Starting with the line that contains "Ok(self.find_elements(selector).await?.into_iter().next())", copy every line through the end of the data below, exactly and with nothing added.

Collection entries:
********************
use crate::scout_browser::{
    behavioral::BehavioralEngine,
    fingerprint::UserAgentManager,
    stealth::{StealthProfile, StealthScripts},
};
use anyhow::Result;
use fantoccini::{elements::Element, Client, Locator};

/// Jitter before each navigation, in milliseconds.
const NAVIGATION_JITTER_MS: (u64, u64) = (300, 1200);

/// Page wrapper providing navigation and element queries.
///
/// Queries never wait for elements to appear: the caller decides how long a
/// page gets to render, and an absent element is an empty result.
pub struct ScoutPage {
    pub(crate) client: Client,
    pub(crate) stealth_profile: StealthProfile,
    pub(crate) fingerprint_manager: UserAgentManager,
    pub(crate) behavioral_engine: BehavioralEngine,
}

impl ScoutPage {
    /// Construct a page wrapper around an existing WebDriver client.
    pub fn new(
        client: Client,
        stealth_profile: StealthProfile,
        fingerprint_manager: UserAgentManager,
        behavioral_engine: BehavioralEngine,
    ) -> Self {
        Self {
            client,
            stealth_profile,
            fingerprint_manager,
            behavioral_engine,
        }
    }

    /// Navigate to `url` and apply stealth/fingerprint scripts.
    pub async fn goto(&mut self, url: &str) -> Result<()> {
        let (min, max) = NAVIGATION_JITTER_MS;
        self.behavioral_engine.random_delay(min, max).await;
        self.client.goto(url).await?;

        self.apply_stealth_and_fingerprint().await?;

        Ok(())
    }

    async fn apply_stealth_and_fingerprint(&mut self) -> Result<()> {
        let profile = self.fingerprint_manager.session_profile().clone();
        self.client
            .execute(&StealthScripts::core_evasions(&profile), vec![])
            .await?;

        match self.stealth_profile {
            StealthProfile::Lightweight => {}
            StealthProfile::Balanced => {
                self.client
                    .execute(StealthScripts::canvas_evasions(), vec![])
                    .await?;
            }
            StealthProfile::Maximum => {
                self.client
                    .execute(StealthScripts::canvas_evasions(), vec![])
                    .await?;
                self.client
                    .execute(StealthScripts::webgl_evasions(), vec![])
                    .await?;
                self.client
                    .execute(&StealthScripts::platform_override(&profile), vec![])
                    .await?;
            }
        }
        Ok(())
    }

    /// Return the full rendered page HTML.
    pub async fn get_content(&self) -> Result<String> {
        Ok(self.client.source().await?)
    }

    /// Current page URL, after any redirects.
    pub async fn get_url(&self) -> Result<url::Url> {
        Ok(self.client.current_url().await?)
    }

    /// Find zero or more elements by CSS selector.
    pub async fn find_elements(&self, selector: &str) -> Result<Vec<ScoutElement>> {
        let elements = self.client.find_all(Locator::Css(selector)).await?;
        Ok(elements.into_iter().map(ScoutElement::new).collect())
    }
}

#[derive(Clone)]
/// Wrapper for DOM elements that provides typed helpers consistent with [`ScoutPage`].
pub struct ScoutElement {
    pub element: Element,
}

impl ScoutElement {
    pub fn new(element: Element) -> Self {
        Self { element }
    }

    /// Find zero or more child elements by CSS selector.
    pub async fn find_elements(&self, selector: &str) -> Result<Vec<ScoutElement>> {
        let elements = self.element.find_all(Locator::Css(selector)).await?;
        Ok(elements.into_iter().map(ScoutElement::new).collect())
    }

    /// First child matching `selector`, if any.
    pub async fn first(&self, selector: &str) -> Result<Option<ScoutElement>> {
        Ok(self.find_elements(selector).await?.into_iter().next())
    }

    /// Read a DOM property. For `href` this is the resolved absolute URL,
    /// not the raw attribute text.
    pub async fn get_property(&self, property: &str) -> Result<Option<String>> {
        Ok(self.element.prop(property).await?)
    }

    /// Return the element's visible text.
    pub async fn get_inner_text(&self) -> Result<String> {
        Ok(self.element.text().await?)
    }
}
********************
§ ANSWER TO THIS TASK:
        Ok(self.find_elements(selector).await?.into_iter().next())
    }

    /// Read a DOM property. For `href` this is the resolved absolute URL,
    /// not the raw attribute text.
    pub async fn get_property(&self, property: &str) -> Result<Option<String>> {
        Ok(self.element.prop(property).await?)
    }

    /// Return the element's visible text.
    pub async fn get_inner_text(&self) -> Result<String> {
        Ok(self.element.text().await?)
    }
}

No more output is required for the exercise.